* [TASK TO COMPLETE] Look through the records that follow. Copy every line containing the word "Result".

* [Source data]

-*-*-

//! SQLite ledger for boxes, books and box membership.
//!
//! # Responsibility
//! - Hand out connections whose schema holds `boxes`, `books` and the
//!   `box_contents` membership table.
//! - Refuse ledgers written by a newer binary.
//!
//! # Invariants
//! - Schema version lives in `PRAGMA user_version`; `0` means an empty file.
//! - `box_contents` has `UNIQUE(book_uuid)` and `position` in `0..5`, so a
//!   book sits in at most one box slot even if a writer bypasses the service.
//! - Deleting a box cascades to its `box_contents` rows; books are never
//!   removed by a box delete.

use std::error::Error;
use std::fmt::{Display, Formatter};

pub mod migrations;
mod open;

pub use open::{open_db, open_db_in_memory};

pub type DbResult<T> = Result<T, DbError>;

/// Ledger open or migration failure.
#[derive(Debug)]
pub enum DbError {
    Sqlite(rusqlite::Error),
    /// The file was migrated by a newer BoxBook build.
    UnsupportedSchemaVersion {
        db_version: u32,
        latest_supported: u32,
    },
}

impl Display for DbError {
    fn fmt(&self, f: &mut Formatter<'_>) -> std::fmt::Result {
        match self {
            Self::Sqlite(err) => write!(f, "{err}"),
            Self::UnsupportedSchemaVersion {
                db_version,
                latest_supported,
            } => write!(
                f,
                "inventory ledger schema v{db_version} requires a newer build (this build supports up to v{latest_supported})"
            ),
        }
    }
}

impl Error for DbError {
    fn source(&self) -> Option<&(dyn Error + 'static)> {
        match self {
            Self::Sqlite(err) => Some(err),
            Self::UnsupportedSchemaVersion { .. } => None,
        }
    }
}

impl From<rusqlite::Error> for DbError {
    fn from(value: rusqlite::Error) -> Self {
        Self::Sqlite(value)
    }
}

-*-*-

* [WRITTEN SOLUTION]
pub type DbResult<T> = Result<T, DbError>;
    fn fmt(&self, f: &mut Formatter<'_>) -> std::fmt::Result {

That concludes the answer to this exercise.